_Exercise:_ The answer should consist of each line below that contains the word "TickContext".

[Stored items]
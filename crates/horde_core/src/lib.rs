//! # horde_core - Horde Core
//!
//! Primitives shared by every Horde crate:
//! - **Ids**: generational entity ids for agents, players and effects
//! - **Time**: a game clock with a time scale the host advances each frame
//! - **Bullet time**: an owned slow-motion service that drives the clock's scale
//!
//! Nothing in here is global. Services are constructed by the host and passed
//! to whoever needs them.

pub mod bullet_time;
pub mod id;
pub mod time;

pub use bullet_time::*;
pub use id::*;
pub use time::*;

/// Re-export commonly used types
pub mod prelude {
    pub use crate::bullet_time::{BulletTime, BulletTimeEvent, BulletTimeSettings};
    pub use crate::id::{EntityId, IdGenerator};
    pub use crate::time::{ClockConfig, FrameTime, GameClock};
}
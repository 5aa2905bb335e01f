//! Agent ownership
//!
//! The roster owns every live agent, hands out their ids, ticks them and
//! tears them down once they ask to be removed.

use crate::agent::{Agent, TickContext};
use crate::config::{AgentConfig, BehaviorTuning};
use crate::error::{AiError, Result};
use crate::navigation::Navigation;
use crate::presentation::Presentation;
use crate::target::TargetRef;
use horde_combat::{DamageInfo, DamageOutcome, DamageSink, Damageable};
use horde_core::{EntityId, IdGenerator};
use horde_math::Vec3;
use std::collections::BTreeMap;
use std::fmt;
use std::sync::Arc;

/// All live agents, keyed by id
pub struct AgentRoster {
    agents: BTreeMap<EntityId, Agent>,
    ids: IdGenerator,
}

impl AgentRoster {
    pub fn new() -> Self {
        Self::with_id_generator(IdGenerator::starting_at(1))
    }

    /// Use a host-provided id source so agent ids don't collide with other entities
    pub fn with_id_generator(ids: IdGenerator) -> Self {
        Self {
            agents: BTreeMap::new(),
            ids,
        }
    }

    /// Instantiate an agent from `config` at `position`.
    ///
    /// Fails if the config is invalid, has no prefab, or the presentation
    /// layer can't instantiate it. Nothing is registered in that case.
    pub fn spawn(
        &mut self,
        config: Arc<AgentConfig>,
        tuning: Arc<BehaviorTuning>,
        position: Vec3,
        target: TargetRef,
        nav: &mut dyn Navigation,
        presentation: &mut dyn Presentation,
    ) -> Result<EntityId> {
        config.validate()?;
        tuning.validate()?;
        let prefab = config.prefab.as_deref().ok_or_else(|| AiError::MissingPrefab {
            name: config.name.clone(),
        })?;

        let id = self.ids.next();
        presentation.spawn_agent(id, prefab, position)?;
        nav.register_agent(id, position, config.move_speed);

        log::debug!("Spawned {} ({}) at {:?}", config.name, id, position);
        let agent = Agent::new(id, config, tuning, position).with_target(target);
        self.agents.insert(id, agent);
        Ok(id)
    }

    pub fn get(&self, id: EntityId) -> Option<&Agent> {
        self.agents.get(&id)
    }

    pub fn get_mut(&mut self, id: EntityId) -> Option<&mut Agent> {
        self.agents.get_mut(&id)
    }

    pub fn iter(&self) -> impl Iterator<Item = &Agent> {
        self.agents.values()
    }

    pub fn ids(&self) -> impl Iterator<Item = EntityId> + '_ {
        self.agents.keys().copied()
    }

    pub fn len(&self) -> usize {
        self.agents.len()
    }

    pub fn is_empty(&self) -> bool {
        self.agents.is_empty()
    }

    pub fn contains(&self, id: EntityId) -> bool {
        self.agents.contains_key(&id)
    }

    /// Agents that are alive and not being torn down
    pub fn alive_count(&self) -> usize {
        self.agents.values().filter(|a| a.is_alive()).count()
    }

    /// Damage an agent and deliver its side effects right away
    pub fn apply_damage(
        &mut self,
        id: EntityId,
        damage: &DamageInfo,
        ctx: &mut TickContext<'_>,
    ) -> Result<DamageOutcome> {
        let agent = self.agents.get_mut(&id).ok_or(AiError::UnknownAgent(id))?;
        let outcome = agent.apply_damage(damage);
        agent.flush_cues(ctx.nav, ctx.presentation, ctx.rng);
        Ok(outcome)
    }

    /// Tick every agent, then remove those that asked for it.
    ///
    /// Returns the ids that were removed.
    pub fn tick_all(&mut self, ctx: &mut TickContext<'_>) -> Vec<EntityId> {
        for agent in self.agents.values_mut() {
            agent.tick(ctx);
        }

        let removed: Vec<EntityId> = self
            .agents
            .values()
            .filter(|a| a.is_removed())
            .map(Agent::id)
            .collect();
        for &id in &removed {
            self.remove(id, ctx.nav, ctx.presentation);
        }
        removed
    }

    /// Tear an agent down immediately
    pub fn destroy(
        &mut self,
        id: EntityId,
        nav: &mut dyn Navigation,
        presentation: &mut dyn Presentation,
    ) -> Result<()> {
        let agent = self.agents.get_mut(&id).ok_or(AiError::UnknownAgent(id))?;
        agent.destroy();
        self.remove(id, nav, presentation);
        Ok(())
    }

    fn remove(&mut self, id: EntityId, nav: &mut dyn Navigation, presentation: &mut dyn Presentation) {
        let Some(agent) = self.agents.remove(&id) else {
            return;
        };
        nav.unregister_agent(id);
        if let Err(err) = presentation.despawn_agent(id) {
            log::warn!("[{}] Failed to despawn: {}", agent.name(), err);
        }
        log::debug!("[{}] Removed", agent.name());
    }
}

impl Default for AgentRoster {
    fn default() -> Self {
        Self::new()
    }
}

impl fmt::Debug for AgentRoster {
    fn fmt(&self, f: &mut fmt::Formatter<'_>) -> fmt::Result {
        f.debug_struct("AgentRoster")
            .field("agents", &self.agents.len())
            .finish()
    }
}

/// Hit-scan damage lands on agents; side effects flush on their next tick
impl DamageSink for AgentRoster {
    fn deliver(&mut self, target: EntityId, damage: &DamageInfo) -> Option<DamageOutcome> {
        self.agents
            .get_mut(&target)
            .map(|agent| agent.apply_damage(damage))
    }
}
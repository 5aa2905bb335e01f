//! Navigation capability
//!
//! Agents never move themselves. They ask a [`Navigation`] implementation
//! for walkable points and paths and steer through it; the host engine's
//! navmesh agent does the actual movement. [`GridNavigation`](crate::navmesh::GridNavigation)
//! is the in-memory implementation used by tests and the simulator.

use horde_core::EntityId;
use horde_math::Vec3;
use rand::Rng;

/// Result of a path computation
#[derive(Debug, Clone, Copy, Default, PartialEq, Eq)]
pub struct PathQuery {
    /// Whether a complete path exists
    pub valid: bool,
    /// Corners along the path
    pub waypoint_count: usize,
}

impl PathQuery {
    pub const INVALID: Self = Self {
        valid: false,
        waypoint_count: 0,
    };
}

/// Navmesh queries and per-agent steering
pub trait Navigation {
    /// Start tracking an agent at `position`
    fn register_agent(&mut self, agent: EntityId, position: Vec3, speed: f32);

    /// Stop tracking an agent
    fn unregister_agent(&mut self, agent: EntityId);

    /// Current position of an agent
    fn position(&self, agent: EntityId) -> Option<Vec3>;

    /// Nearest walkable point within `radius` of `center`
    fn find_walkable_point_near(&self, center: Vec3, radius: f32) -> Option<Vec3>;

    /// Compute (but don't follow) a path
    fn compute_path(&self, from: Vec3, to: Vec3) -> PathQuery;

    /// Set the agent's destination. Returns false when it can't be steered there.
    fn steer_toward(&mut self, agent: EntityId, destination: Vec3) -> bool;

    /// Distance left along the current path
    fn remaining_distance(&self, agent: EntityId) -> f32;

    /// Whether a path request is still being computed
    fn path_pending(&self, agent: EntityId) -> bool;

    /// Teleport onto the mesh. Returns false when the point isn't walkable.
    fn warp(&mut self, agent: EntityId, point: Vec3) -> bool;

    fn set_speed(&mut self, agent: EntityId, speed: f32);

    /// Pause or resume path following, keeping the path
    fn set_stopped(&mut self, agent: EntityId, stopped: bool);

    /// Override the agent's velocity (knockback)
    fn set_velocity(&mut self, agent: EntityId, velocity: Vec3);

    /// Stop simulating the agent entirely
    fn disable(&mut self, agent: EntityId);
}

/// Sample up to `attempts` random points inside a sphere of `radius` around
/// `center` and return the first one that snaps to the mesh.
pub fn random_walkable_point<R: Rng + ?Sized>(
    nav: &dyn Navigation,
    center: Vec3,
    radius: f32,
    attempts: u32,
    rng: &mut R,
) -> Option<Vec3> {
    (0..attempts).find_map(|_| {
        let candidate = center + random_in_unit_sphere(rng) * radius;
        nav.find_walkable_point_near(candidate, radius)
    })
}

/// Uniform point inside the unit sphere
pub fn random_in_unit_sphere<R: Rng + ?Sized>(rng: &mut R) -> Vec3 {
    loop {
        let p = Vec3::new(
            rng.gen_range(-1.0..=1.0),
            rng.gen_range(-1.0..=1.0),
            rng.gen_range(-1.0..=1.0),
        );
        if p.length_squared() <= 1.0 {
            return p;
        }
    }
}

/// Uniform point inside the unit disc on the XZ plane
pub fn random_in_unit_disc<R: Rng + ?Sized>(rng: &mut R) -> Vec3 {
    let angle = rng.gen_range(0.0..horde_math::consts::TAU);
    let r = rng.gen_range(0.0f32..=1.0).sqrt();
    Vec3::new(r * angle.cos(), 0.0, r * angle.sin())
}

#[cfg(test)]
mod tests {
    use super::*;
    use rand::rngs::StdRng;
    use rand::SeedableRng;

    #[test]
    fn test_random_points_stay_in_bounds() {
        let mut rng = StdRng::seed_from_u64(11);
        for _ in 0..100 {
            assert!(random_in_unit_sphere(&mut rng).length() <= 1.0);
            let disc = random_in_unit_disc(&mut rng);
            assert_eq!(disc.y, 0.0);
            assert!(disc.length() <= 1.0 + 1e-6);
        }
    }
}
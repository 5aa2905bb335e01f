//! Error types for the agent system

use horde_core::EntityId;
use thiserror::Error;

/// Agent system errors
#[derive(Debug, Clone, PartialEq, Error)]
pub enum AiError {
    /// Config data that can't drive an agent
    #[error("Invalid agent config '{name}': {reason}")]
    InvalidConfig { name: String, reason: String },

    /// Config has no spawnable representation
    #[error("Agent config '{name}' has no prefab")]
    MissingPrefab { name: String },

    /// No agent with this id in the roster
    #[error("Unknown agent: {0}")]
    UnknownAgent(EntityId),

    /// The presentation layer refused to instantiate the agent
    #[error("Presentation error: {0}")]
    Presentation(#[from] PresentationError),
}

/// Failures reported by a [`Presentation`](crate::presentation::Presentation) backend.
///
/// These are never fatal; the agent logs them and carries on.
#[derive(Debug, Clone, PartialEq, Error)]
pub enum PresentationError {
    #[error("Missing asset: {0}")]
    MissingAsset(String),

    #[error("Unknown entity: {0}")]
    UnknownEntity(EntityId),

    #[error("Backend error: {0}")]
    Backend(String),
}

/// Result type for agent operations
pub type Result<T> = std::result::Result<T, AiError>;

_Result below:_
use crate::agent::{Agent, TickContext};
        ctx: &mut TickContext<'_>,
    pub fn tick_all(&mut self, ctx: &mut TickContext<'_>) -> Vec<EntityId> {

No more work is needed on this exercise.